For me the lie is that I am not worth fighting for. Maybe your core fear is that you are bad and unredeemable. Or maybe that you deserve to be alone, you are unwanted, incompetent, a mistake, a source of pain for others, weak or unimportant. We all have a core fear and Satan knows it. He uses every situation he has to twist the truth into a lie and get you spinning in the wrong direction.
The truth is: “I am worth fighting for.” God thinks so, and so does Nathan. But do you see that when the opportunity presents itself Satan will pile on the “evidence” that feeds the lie instead of the truth? He won’t stop with just one, but will keep going until another layer of the wall is securely in place.

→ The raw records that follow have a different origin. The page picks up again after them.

//! Log command handlers
//!
//! Handles listing, viewing and ingesting logs.

use std::path::{Path, PathBuf};

use anyhow::{Context, Result, bail};
use clap::Subcommand;
use colored::*;
use komfyr_core::domain::log::{LogLevel, StoredLog};
use komfyr_core::dto::log::{LogQuery, NewLog};

use crate::config::Config;

/// Log subcommands
#[derive(Subcommand)]
pub enum LogCommands {
    /// List logs
    List {
        /// Filter by group (use a trailing * for prefix match)
        #[arg(short, long)]
        group: Option<String>,

        /// Filter by tag (repeatable or comma-separated; any tag matches)
        #[arg(short, long = "tag", value_delimiter = ',')]
        tags: Vec<String>,

        /// Minimum severity
        #[arg(short, long)]
        level: Option<LogLevel>,

        /// Only logs after this ISO-8601 timestamp
        #[arg(long)]
        since: Option<String>,

        /// Only logs before this ISO-8601 timestamp
        #[arg(long)]
        until: Option<String>,

        /// Filter by source
        #[arg(short, long)]
        source: Option<String>,

        /// Maximum number of logs (1-1000)
        #[arg(short = 'n', long, value_parser = clap::value_parser!(u32).range(1..=1000))]
        limit: Option<u32>,

        /// Print the raw JSON response
        #[arg(long)]
        json: bool,
    },
    /// Show a single log
    Get {
        /// Log ID
        id: String,

        /// Print the raw JSON response
        #[arg(long)]
        json: bool,
    },
    /// Send a log entry
    Post {
        /// Log message
        message: String,

        /// Severity
        #[arg(short, long, default_value_t = LogLevel::Info)]
        level: LogLevel,

        /// Group identifier
        #[arg(short, long)]
        group: Option<String>,

        /// Tag (repeatable or comma-separated)
        #[arg(short, long = "tag", value_delimiter = ',')]
        tags: Vec<String>,

        /// Structured data as a JSON object
        #[arg(short, long)]
        data: Option<String>,

        /// Source identifier
        #[arg(short, long)]
        source: Option<String>,
    },
    /// Send log entries from a JSON file containing an array of logs
    Import {
        /// Path to the JSON file
        file: PathBuf,
    },
}

/// Handle log commands
///
/// # Arguments
/// * `command` - The log command to execute
/// * `config` - The CLI configuration
pub async fn handle_log_command(command: LogCommands, config: &Config) -> Result<()> {
    match command {
        LogCommands::List {
            group,
            tags,
            level,
            since,
            until,
            source,
            limit,
            json,
        } => {
            let query = LogQuery {
                group,
                tags: (!tags.is_empty()).then_some(tags),
                level,
                since,
                until,
                source,
                limit,
            };
            list_logs(config, &query, json).await
        }
        LogCommands::Get { id, json } => get_log(config, &id, json).await,
        LogCommands::Post {
            message,
            level,
            group,
            tags,
            data,
            source,
        } => {
            let log = NewLog {
                message,
                level,
                group,
                tags,
                data: data.as_deref().map(parse_data).transpose()?,
                source,
            };
            post_log(config, &log).await
        }
        LogCommands::Import { file } => import_logs(config, &file).await,
    }
}

/// List logs matching a query
async fn list_logs(config: &Config, query: &LogQuery, json: bool) -> Result<()> {
    let key = config.require_api_key()?;
    let logs = config.client().list_logs(key, query).await?;

    if json {
        println!("{}", serde_json::to_string_pretty(&logs)?);
        return Ok(());
    }

    if logs.is_empty() {
        println!("{}", "No logs found.".yellow());
    } else {
        println!("{}", format!("Found {} log(s):", logs.len()).bold());
        println!("{}", "─".repeat(80).dimmed());
        for log in &logs {
            print_log_line(log);
        }
        println!("{}", "─".repeat(80).dimmed());
    }

    Ok(())
}

/// Get and display a single log
async fn get_log(config: &Config, id: &str, json: bool) -> Result<()> {
    let key = config.require_api_key()?;
    let log = config.client().get_log(key, id).await?;

    if json {
        println!("{}", serde_json::to_string_pretty(&log)?);
    } else {
        print_log_details(&log);
    }

    Ok(())
}

/// Send a single log
async fn post_log(config: &Config, log: &NewLog) -> Result<()> {
    let key = config.require_api_key()?;
    let stored = config.client().create_log(key, log).await?;

    tracing::debug!("Stored log {}", stored.id);
    println!("{} Stored log {}", "✓".green(), stored.id.cyan());

    Ok(())
}

/// Send logs from a file in one batch
async fn import_logs(config: &Config, file: &Path) -> Result<()> {
    let key = config.require_api_key()?;

    let contents = std::fs::read_to_string(file)
        .with_context(|| format!("Failed to read {}", file.display()))?;
    let logs: Vec<NewLog> = serde_json::from_str(&contents)
        .with_context(|| format!("{} is not a JSON array of logs", file.display()))?;

    if logs.is_empty() {
        println!("{}", "No logs in file, nothing sent.".yellow());
        return Ok(());
    }

    let result = config.client().create_logs(key, &logs).await?;
    println!(
        "{} Ingested {} log(s) from {}",
        "✓".green(),
        result.ingested,
        file.display()
    );

    Ok(())
}

/// Parse `--data` into a JSON object
fn parse_data(raw: &str) -> Result<serde_json::Map<String, serde_json::Value>> {
    match serde_json::from_str::<serde_json::Value>(raw).context("--data is not valid JSON")? {
        serde_json::Value::Object(map) => Ok(map),
        _ => bail!("--data must be a JSON object"),
    }
}

/// Print a log as one line
fn print_log_line(log: &StoredLog) {
    let group = log
        .group
        .as_deref()
        .map(|g| format!(" ({})", g))
        .unwrap_or_default();

    println!(
        "{} [{}] {}{}",
        format_timestamp(log).dimmed(),
        colorize_level(log.level),
        log.message,
        group.dimmed()
    );
}

/// Print detailed log information
fn print_log_details(log: &StoredLog) {
    println!("{}", "Log Details:".bold());
    println!("  ID:        {}", log.id.cyan());
    println!("  Level:     {}", colorize_level(log.level));
    println!("  Message:   {}", log.message);
    println!("  Timestamp: {}", format_timestamp(log));

    if let Some(group) = &log.group {
        println!("  Group:     {}", group);
    }
    if let Some(source) = &log.source {
        println!("  Source:    {}", source);
    }
    if !log.tags.is_empty() {
        println!("  Tags:      {}", log.tags.join(", "));
    }

    if let Some(data) = &log.data {
        println!("\n{}", "Data:".bold());
        for (key, value) in data {
            println!("  {} = {}", key.cyan(), value);
        }
    }
}

/// Format a log's timestamp for display, falling back to the raw value
fn format_timestamp(log: &StoredLog) -> String {
    log.parsed_timestamp()
        .map(|ts| ts.format("%Y-%m-%d %H:%M:%S").to_string())
        .unwrap_or_else(|| log.timestamp.clone())
}

/// Colorize a log level for display
pub fn colorize_level(level: LogLevel) -> ColoredString {
    let level_str = level.as_str().to_uppercase();
    match level {
        LogLevel::Debug => level_str.dimmed(),
        LogLevel::Info => level_str.cyan(),
        LogLevel::Warning => level_str.yellow(),
        LogLevel::Error => level_str.red(),
        LogLevel::Critical => level_str.red().bold(),
    }
}

#[cfg(test)]
mod tests {
    use super::*;

    #[test]
    fn test_parse_data_object() {
        let data = parse_data(r#"{"temperature": 8.5, "door": "open"}"#).unwrap();
        assert_eq!(data["temperature"], 8.5);
        assert_eq!(data["door"], "open");
    }

    #[test]
    fn test_parse_data_rejects_non_objects() {
        assert!(parse_data("[1, 2]").is_err());
        assert!(parse_data("8.5").is_err());
        assert!(parse_data("{not json").is_err());
    }

    #[test]
    fn test_format_timestamp() {
        let mut log = StoredLog {
            id: "log_1".to_string(),
            message: "m".to_string(),
            level: LogLevel::Info,
            group: None,
            tags: vec![],
            data: None,
            timestamp: "2025-11-12T20:15:30.123Z".to_string(),
            source: None,
        };
        assert_eq!(format_timestamp(&log), "2025-11-12 20:15:30");

        log.timestamp = "sometime".to_string();
        assert_eq!(format_timestamp(&log), "sometime");
    }
}
//! Configuration module
//!
//! Handles CLI configuration: where the API lives and which key to use.

use anyhow::{Result, bail};
use komfyr_client::KomfyrClient;

/// CLI configuration
#[derive(Debug, Clone)]
pub struct Config {
    /// Base URL of the Komfyrvakt API, including `/api`
    pub api_url: String,
    /// API key sent as a bearer token
    pub api_key: Option<String>,
}

impl Config {
    /// Build a client for the configured API
    pub fn client(&self) -> KomfyrClient {
        KomfyrClient::new(&self.api_url)
    }

    /// The API key, or an error explaining how to provide one
    pub fn require_api_key(&self) -> Result<&str> {
        match self.api_key.as_deref().map(str::trim) {
            Some(key) if !key.is_empty() => Ok(key),
            _ => bail!("No API key configured. Pass --api-key or set KOMFYRVAKT_API_KEY."),
        }
    }

    /// The trimmed API key, or an empty string for endpoints that ignore it
    pub fn api_key_or_empty(&self) -> &str {
        self.api_key.as_deref().map(str::trim).unwrap_or_default()
    }
}
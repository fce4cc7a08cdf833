//! Komfyrvakt Core
//!
//! Wire types for the Komfyrvakt logging service.
//!
//! This crate contains:
//! - Domain types: records owned by the service (stored logs, stats, analyses)
//! - DTOs: request payloads and query filters sent by clients

pub mod domain;
pub mod dto;
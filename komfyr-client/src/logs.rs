//! Log ingest and query endpoints

use komfyr_core::domain::log::StoredLog;
use komfyr_core::dto::log::{BatchIngest, LogQuery, NewLog};

use crate::error::{ClientError, Result};
use crate::{KomfyrClient, RequestOptions};

impl KomfyrClient {
    // =============================================================================
    // Log Queries
    // =============================================================================

    /// List logs matching a filter
    ///
    /// An empty [`LogQuery`] requests `/logs` with no query string; the service
    /// then applies its own default limit.
    ///
    /// # Example
    /// ```no_run
    /// # use komfyr_client::KomfyrClient;
    /// # use komfyr_core::dto::log::LogQuery;
    /// # async fn example() -> anyhow::Result<()> {
    /// let client = KomfyrClient::new("http://localhost:8080/api");
    /// let logs = client
    ///     .list_logs("kmf_example", &LogQuery::new().group("restaurant-a:*").tags(["fridge-1"]))
    ///     .await?;
    /// # Ok(())
    /// # }
    /// ```
    pub async fn list_logs(&self, api_key: &str, query: &LogQuery) -> Result<Vec<StoredLog>> {
        let options = RequestOptions::get().query(query.to_query_pairs());
        self.request(api_key, "/logs", options).await
    }

    /// Get a single log by ID
    ///
    /// Fails with a 404 [`ClientError::Api`] when the log does not exist (or
    /// has expired). IDs that are not a single path segment (empty, `.`, `..`,
    /// or containing `/`, `?` or `#`) are rejected before any request is sent.
    pub async fn get_log(&self, api_key: &str, log_id: &str) -> Result<StoredLog> {
        if matches!(log_id, "" | "." | "..") || log_id.contains(['/', '?', '#']) {
            return Err(ClientError::InvalidRequest(format!(
                "invalid log ID '{}'",
                log_id
            )));
        }

        let path = format!("/logs/{}", log_id);
        self.request(api_key, &path, RequestOptions::get()).await
    }

    // =============================================================================
    // Log Ingest
    // =============================================================================

    /// Store a single log entry
    ///
    /// # Returns
    /// The stored log, with the ID and timestamp assigned by the service
    pub async fn create_log(&self, api_key: &str, log: &NewLog) -> Result<StoredLog> {
        let options = RequestOptions::post().json(log)?;
        self.request(api_key, "/logs", options).await
    }

    /// Store several log entries in one request
    ///
    /// An empty batch is rejected without contacting the service.
    pub async fn create_logs(&self, api_key: &str, logs: &[NewLog]) -> Result<BatchIngest> {
        if logs.is_empty() {
            return Err(ClientError::InvalidRequest("empty log batch".into()));
        }

        let options = RequestOptions::post().json(logs)?;
        self.request(api_key, "/logs/batch", options).await
    }
}
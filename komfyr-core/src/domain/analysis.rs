//! Analysis domain types
//!
//! An analysis is computed by the service over up to a thousand recent logs:
//! counts per level and tag, per-field summaries of the structured `data`
//! payloads, and a natural-language assessment.

use std::collections::BTreeMap;

use serde::{Deserialize, Serialize};

use crate::domain::log::LogLevel;

/// Response of the analyze endpoint
#[derive(Debug, Clone, PartialEq, Serialize, Deserialize)]
pub struct AnalysisResponse {
    pub status: String,

    /// Whether the service answered from its analysis cache
    pub cached: bool,

    pub analysis: Analysis,
}

/// The result of analyzing a group of logs
#[derive(Debug, Clone, PartialEq, Serialize, Deserialize)]
pub struct Analysis {
    /// When the analysis was produced (ISO-8601)
    pub timestamp: String,

    #[serde(default)]
    pub group: Option<String>,

    pub aggregation: Aggregation,

    #[serde(default, skip_serializing_if = "Option::is_none")]
    pub time_series: Option<TimeSeries>,

    pub ai_insights: Insights,

    /// Number of logs the analysis actually covered
    pub analyzed_logs: u64,
}

/// Counts and field summaries over the analyzed logs
#[derive(Debug, Clone, Default, PartialEq, Serialize, Deserialize)]
pub struct Aggregation {
    pub total_logs: u64,

    /// Level wire name → count
    #[serde(default)]
    pub level_counts: BTreeMap<String, u64>,

    /// Tag → count
    #[serde(default)]
    pub tag_counts: BTreeMap<String, u64>,

    /// Field name → summary (type, count, min/max/avg, unique values, ...)
    #[serde(default)]
    pub data_fields: BTreeMap<String, serde_json::Value>,
}

impl Aggregation {
    /// Count for a single level, zero when the level never occurred
    pub fn level_count(&self, level: LogLevel) -> u64 {
        self.level_counts.get(level.as_str()).copied().unwrap_or(0)
    }
}

/// Per-interval breakdown of the analyzed logs
#[derive(Debug, Clone, Default, PartialEq, Serialize, Deserialize)]
pub struct TimeSeries {
    #[serde(default)]
    pub intervals: Vec<Interval>,
    #[serde(default)]
    pub total_intervals: u64,
    #[serde(default)]
    pub fields_tracked: Vec<String>,
}

#[derive(Debug, Clone, PartialEq, Serialize, Deserialize)]
pub struct Interval {
    #[serde(default)]
    pub timestamp: Option<String>,
    pub log_count: u64,
    #[serde(default)]
    pub levels: BTreeMap<String, u64>,
    #[serde(default)]
    pub data: BTreeMap<String, serde_json::Value>,
}

/// Assessment attached to an analysis
///
/// The service sends plain text when AI analysis is unavailable or there was
/// nothing to analyze, and a structured report otherwise.
#[derive(Debug, Clone, PartialEq, Serialize, Deserialize)]
#[serde(untagged)]
pub enum Insights {
    Text(String),
    Report(InsightReport),
}

impl Insights {
    /// One-line summary suitable for display
    pub fn summary(&self) -> &str {
        match self {
            Insights::Text(text) => text,
            Insights::Report(report) => &report.summary,
        }
    }
}

#[derive(Debug, Clone, Default, PartialEq, Serialize, Deserialize)]
pub struct InsightReport {
    #[serde(default)]
    pub summary: String,
    /// "normal", "warning" or "critical"
    #[serde(default)]
    pub severity: String,
    #[serde(default)]
    pub findings: Vec<Finding>,
    #[serde(default)]
    pub recommendations: Vec<Recommendation>,
}

#[derive(Debug, Clone, Default, PartialEq, Serialize, Deserialize)]
pub struct Finding {
    #[serde(default)]
    pub title: String,
    #[serde(default)]
    pub description: String,
    #[serde(default)]
    pub severity: String,
}

#[derive(Debug, Clone, Default, PartialEq, Serialize, Deserialize)]
pub struct Recommendation {
    #[serde(default)]
    pub action: String,
    /// "low", "medium" or "high"
    #[serde(default)]
    pub priority: String,
}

No marriage is perfect. All marriages need constant attention. We need to constantly be examining our own thoughts. How did we interpret the situation? Do our thoughts give our spouse the benefit of the doubt first, before assuming the worst? Are we basing our views on assumptions or fact? Have we made our feelings known in a loving way to allow our spouse a chance to set the record straight?
Think about your past week, have you laid any bricks? Ask the Lord to walk you through your bricklaying processes. Was it a necessary build? Or could you have interpreted their actions in a better, truer way? Did you cause them to lay a brick? How can you make it right so that the wall doesn’t continue to get taller? Let’s purpose today to tear down the walls that keep us separated and distant!
PS: In this week, Nathan’s meetings should have taken priority in our conversations because they had potential to dramatically affect our future. If I really thought about it, I would have honestly admitted that to myself multiple times during the week. We also did get a date night, one that Nathan had already planned for Saturday.